O silêncio caiu pesado na cozinha. O meu pai levantou os olhos do jornal, mas não disse nada. A minha mãe suspirou.

— Rita, não compliques. Sempre foste assim, responsável. Não é defeito nenhum.

— Não é defeito, mas também não é castigo — murmurei, mais para mim do que para ela.

Fui para o meu quarto, fechei a porta e deixei-me cair na cama. Senti-me tão sozinha, tão invisível. Peguei no telemóvel e escrevi uma mensagem à minha prima Sofia: “Às vezes sinto que só sirvo para trabalhar. Nunca sou convidada para nada, só me procuram quando precisam.”

Ela respondeu quase de imediato: “Sei bem o que sentes. Mas tens de aprender a dizer não. Eles não vão mudar, Rita. Tu é que tens de mudar.”

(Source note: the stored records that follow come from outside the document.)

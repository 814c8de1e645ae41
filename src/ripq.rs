//! Sectioned, lazily-reinserted flash queue (spec §4.9).
//!
//! Grounded on `original_source/src/ripq.h`. Flash is split into `N`
//! sections (0 = hottest); each section owns a block list and one active
//! physical block plus one active virtual block. An item's bytes live in
//! its *physical* block, immutable once sealed; its *virtual* block tracks
//! where a hit promotes it to, independent of where the bytes actually
//! sit, until the physical block is eventually evicted and the item is
//! either dropped (its virtual rank caught up to its physical rank) or
//! cheaply re-admitted at its virtual section (it didn't).

use crate::collections::{HashMap, Vec};
use crate::config::RipqConfig;
use crate::error::PolicyError;
use crate::policy::{Outcome, Policy};
use crate::request::Request;
use crate::stats::Stats;

#[derive(Debug, Clone, Default)]
struct Block {
    section: usize,
    members: Vec<u32>,
    filled_bytes: u64,
}

#[derive(Debug, Clone, Copy)]
struct ItemRef {
    size: u64,
    physical_block: u32,
    virtual_block: u32,
    ghost: bool,
}

#[derive(Debug, Default)]
struct Section {
    physical_blocks: Vec<u32>,
    virtual_blocks: Vec<u32>,
}

/// RIPQ flash cache.
#[derive(Debug)]
pub struct Ripq {
    config: RipqConfig,
    items: HashMap<u32, ItemRef>,
    blocks: HashMap<u32, Block>,
    sections: Vec<Section>,
    next_block_id: u32,
    bytes_cached: u64,
    stats: Stats,
    /// When set, a tail-block eviction that isn't a promoted/ghosted item
    /// (the ordinary "truly evicted" case) is handed to
    /// `pending_reclaims` instead of being counted as an eviction. Used by
    /// [`crate::ripq_shield::RipqShield`] to reinsert such items into DRAM
    /// section 0 rather than drop them (spec §4.10); standalone `Ripq` use
    /// leaves this off and evicts them as usual.
    reclaim_on_evict: bool,
    pending_reclaims: Vec<(u32, u64)>,
}

impl Ripq {
    /// Builds an empty RIPQ cache with `config.num_sections` sections.
    pub fn new(config: RipqConfig) -> Self {
        let n = config.num_sections as usize;
        let mut ripq = Self {
            config,
            items: HashMap::default(),
            blocks: HashMap::default(),
            sections: (0..n).map(|_| Section::default()).collect(),
            next_block_id: 0,
            bytes_cached: 0,
            stats: Stats::new(),
            reclaim_on_evict: false,
            pending_reclaims: Vec::new(),
        };
        for s in 0..n {
            ripq.new_active_physical(s);
            ripq.new_active_virtual(s);
        }
        ripq
    }

    /// Turns on eviction reclaiming: see `reclaim_on_evict`.
    pub(crate) fn enable_reclaim_on_evict(&mut self) {
        self.reclaim_on_evict = true;
    }

    /// Drains the `(kid, size)` pairs that would have been evicted since
    /// the last drain, had `reclaim_on_evict` been off.
    pub(crate) fn take_reclaims(&mut self) -> Vec<(u32, u64)> {
        core::mem::take(&mut self.pending_reclaims)
    }

    fn new_block(&mut self, section: usize) -> u32 {
        let id = self.next_block_id;
        self.next_block_id += 1;
        self.blocks.insert(id, Block { section, members: Vec::new(), filled_bytes: 0 });
        id
    }

    fn new_active_physical(&mut self, section: usize) -> u32 {
        let id = self.new_block(section);
        self.sections[section].physical_blocks.push(id);
        id
    }

    fn new_active_virtual(&mut self, section: usize) -> u32 {
        let id = self.new_block(section);
        self.sections[section].virtual_blocks.push(id);
        id
    }

    fn active_physical(&self, section: usize) -> u32 {
        *self.sections[section]
            .physical_blocks
            .last()
            .expect("section always has an active physical block")
    }

    fn active_virtual(&self, section: usize) -> u32 {
        *self.sections[section]
            .virtual_blocks
            .last()
            .expect("section always has an active virtual block")
    }

    /// Admission into `section`'s active blocks: seals the active physical
    /// block and opens a fresh one if it would overflow, then rebalances
    /// and evicts. Shared by fresh-miss admission (always the tail section)
    /// and eviction-cascade reinsertion (`admit_fresh_at`, any section) —
    /// the original's `add()` is the single admission path both call into.
    fn admit_at(&mut self, kid: u32, size: u64, section: usize) {
        let phys = self.active_physical(section);
        let block = self.blocks.get_mut(&phys).expect("active block must exist");
        if block.filled_bytes + size > self.config.block_size {
            self.new_active_physical(section);
            self.new_active_virtual(section);
        }
        let phys = self.active_physical(section);
        let virt = self.active_virtual(section);
        let block = self.blocks.get_mut(&phys).expect("active block must exist");
        block.members.push(kid);
        block.filled_bytes += size;
        if virt != phys {
            let vblock = self.blocks.get_mut(&virt).expect("active virtual block must exist");
            vblock.members.push(kid);
            vblock.filled_bytes += size;
        }
        self.items.insert(
            kid,
            ItemRef { size, physical_block: phys, virtual_block: virt, ghost: false },
        );
        self.bytes_cached += size;
        self.rebalance();
        self.evict();
    }

    /// Tail (last section)'s admission; see [`Self::admit_at`].
    fn admit(&mut self, kid: u32, size: u64) {
        let tail = self.sections.len() - 1;
        self.admit_at(kid, size, tail);
    }

    /// From section 0 upward, pops the oldest overflowing block out of a
    /// section and lands it just behind the destination section's active
    /// block — the most-recently-arrived sealed block there, so it is not
    /// the next one up for eviction.
    fn rebalance(&mut self) {
        for s in 0..self.sections.len() {
            while self.section_filled(s) > self.config.section_size() && s + 1 < self.sections.len() {
                if let Some(b) = self.sections[s].physical_blocks.first().copied() {
                    if self.sections[s].physical_blocks.len() > 1 {
                        self.sections[s].physical_blocks.remove(0);
                        self.blocks.get_mut(&b).expect("checked above").section = s + 1;
                        let dest_len = self.sections[s + 1].physical_blocks.len();
                        self.sections[s + 1].physical_blocks.insert(dest_len.saturating_sub(1), b);
                        continue;
                    }
                }
                break;
            }
        }
    }

    fn section_filled(&self, s: usize) -> u64 {
        self.sections[s]
            .physical_blocks
            .iter()
            .map(|b| self.blocks[b].filled_bytes)
            .sum()
    }

    fn evict(&mut self) {
        let last = self.sections.len() - 1;
        while self.section_filled(last) > self.config.section_size() {
            if self.sections[last].physical_blocks.len() <= 1 {
                break;
            }
            let popped = self.sections[last].physical_blocks.remove(0);
            let block = self.blocks.remove(&popped).expect("checked above");
            for kid in block.members {
                let Some(item) = self.items.get(&kid).copied() else { continue };
                if item.virtual_block != item.physical_block {
                    if let Some(vb) = self.blocks.get_mut(&item.virtual_block) {
                        vb.members.retain(|&m| m != kid);
                    }
                    let section = self.blocks.get(&item.virtual_block).map_or(last, |b| b.section);
                    self.items.remove(&kid);
                    self.bytes_cached -= item.size;
                    self.admit_fresh_at(kid, item.size, section);
                } else {
                    self.items.remove(&kid);
                    self.bytes_cached -= item.size;
                    if self.reclaim_on_evict {
                        self.pending_reclaims.push((kid, item.size));
                    } else {
                        self.stats.record_eviction(item.size);
                    }
                }
            }
        }
    }

    /// Reinserts an item dropped out of a tail block into the section its
    /// virtual block had advanced to, via the same overflow-checked
    /// admission path fresh misses use; see [`Self::admit_at`].
    fn admit_fresh_at(&mut self, kid: u32, size: u64, section: usize) {
        self.admit_at(kid, size, section);
    }

    fn promote(&mut self, kid: u32) {
        let item = *self.items.get(&kid).expect("checked by caller");
        let cur_section = self.blocks[&item.virtual_block].section;
        let target = cur_section.saturating_sub(1);
        if let Some(vb) = self.blocks.get_mut(&item.virtual_block) {
            vb.members.retain(|&m| m != kid);
        }
        let new_virt = self.active_virtual(target);
        let phys_section = self.blocks[&item.physical_block].section;
        let new_phys = if phys_section == cur_section && self.active_physical(cur_section) == item.physical_block {
            let p = self.active_physical(target);
            let pblock = self.blocks.get_mut(&item.physical_block).expect("checked above");
            pblock.members.retain(|&m| m != kid);
            let pblock = self.blocks.get_mut(&p).expect("active block must exist");
            pblock.members.push(kid);
            pblock.filled_bytes += item.size;
            p
        } else {
            item.physical_block
        };
        let vblock = self.blocks.get_mut(&new_virt).expect("active virtual block must exist");
        vblock.members.push(kid);
        vblock.filled_bytes += item.size;
        self.items.insert(
            kid,
            ItemRef { size: item.size, physical_block: new_phys, virtual_block: new_virt, ghost: false },
        );
    }
}

impl Policy for Ripq {
    fn process_request(&mut self, req: &Request, warmup: bool) -> Result<Outcome, PolicyError> {
        let size = req.size();
        if size > self.config.section_size() {
            return Err(PolicyError::RequestTooLarge {
                kid: req.kid,
                size,
                limit: self.config.section_size(),
            });
        }

        if let Some(item) = self.items.get(&req.kid).copied() {
            if item.size == size {
                self.promote(req.kid);
                if !warmup {
                    self.stats.record_hit(None);
                }
                return Ok(Outcome::hit());
            }
            if let Some(vb) = self.blocks.get_mut(&item.virtual_block) {
                vb.members.retain(|&m| m != req.kid);
            }
            self.items.remove(&req.kid);
            self.bytes_cached -= item.size;
        }

        self.admit(req.kid, size);
        self.stats.bytes_cached = self.bytes_cached;
        if !warmup {
            self.stats.record_miss();
        }
        Ok(Outcome::Miss)
    }

    fn bytes_cached(&self) -> u64 {
        self.bytes_cached
    }

    fn name(&self) -> &'static str {
        "ripq"
    }

    fn stats(&self) -> &Stats {
        &self.stats
    }
}

#[cfg(test)]
mod tests {
    use super::*;

    fn req(kid: u32, size: u32) -> Request {
        Request::new(0.0, 0, 0, 0, size, kid)
    }

    #[test]
    fn virtual_section_never_exceeds_physical_section() {
        let mut cfg = RipqConfig::new(24, 3);
        cfg.block_size = 4;
        let mut c = Ripq::new(cfg);
        for kid in [1u32, 2, 3, 4] {
            c.process_request(&req(kid, 1), false).unwrap();
        }
        c.process_request(&req(1, 1), false).unwrap();
        c.process_request(&req(1, 1), false).unwrap();

        for item in c.items.values() {
            let v = c.blocks[&item.virtual_block].section;
            let p = c.blocks[&item.physical_block].section;
            assert!(v <= p);
        }
    }

    #[test]
    fn oversize_request_is_rejected() {
        let mut cfg = RipqConfig::new(24, 3);
        cfg.block_size = 4;
        let mut c = Ripq::new(cfg);
        let err = c.process_request(&req(1, 100), false).unwrap_err();
        assert!(matches!(err, PolicyError::RequestTooLarge { .. }));
    }
}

Fiquei a olhar para aquelas palavras. Dizer não. Parecia tão simples, mas era tão difícil. Cresci a ouvir que devia ajudar, que devia ser útil, que devia pôr os outros à frente de mim. Como é que agora, aos trinta e dois anos, ia aprender a ser diferente?

Na semana seguinte, a minha mãe ligou-me ao trabalho.

— Rita, a avó está doente. Preciso que vás lá ver como ela está, eu não posso sair agora.

Olhei para o relógio. Tinha uma reunião importante dentro de meia hora. Respirei fundo.

— Mãe, hoje não posso. Tenho trabalho. — O silêncio do outro lado foi quase ensurdecedor.

— Mas és a única que pode ir, filha. O Pedro está ocupado.

— Eu também estou ocupada, mãe. Não posso mesmo.

Ela suspirou, magoada.

— Está bem, eu dou um jeito.

Desliguei e senti-me horrível. Egoísta. Mas também, pela primeira vez, um pouco livre. Não era sempre eu. Não tinha de ser sempre eu.

No fim de semana, fui a casa dos meus pais. O ambiente estava estranho, pesado. O Pedro nem apareceu. A minha mãe mal falou comigo. O meu pai limitou-se a perguntar se estava tudo bem no trabalho.

— Mãe, estás chateada comigo? — perguntei, finalmente.

Ela encolheu os ombros.

— Não estou habituada a ouvir-te dizer que não. — A voz dela era baixa, quase triste. — Sempre foste a que resolve tudo. Agora não sei o que fazer.

— Mãe, eu também preciso de ajuda às vezes. Também preciso de sentir que faço parte da família, não só quando é preciso trabalhar.

Ela olhou para mim, os olhos brilhantes.

— Nunca pensei que te sentisses assim, Rita. Sempre achei que eras feliz por estares connosco.

— Eu sou feliz, mãe. Mas também quero ser vista. Quero ser convidada, quero ser ouvida. Não quero ser só “aquela do trabalho”.

Ela aproximou-se e, pela primeira vez em muitos anos, abraçou-me. Um abraço tímido, mas sincero.

— Vou tentar mudar, filha. Prometo.

Saí de lá com o coração apertado, mas também com esperança. Talvez fosse possível mudar. Talvez, se eu continuasse a impor limites, a minha família aprendesse a ver-me de outra forma. Ou talvez não. Mas, pelo menos, agora sabiam como me sentia.

Hoje, olho para trás e pergunto-me: quantas de nós vivem assim, sempre a dar, sempre a sacrificar-se, sem nunca serem vistas? Será que temos mesmo o direito de dizer não, de pedir para sermos amadas de outra forma? E vocês, já sentiram isto? O que fizeram para mudar?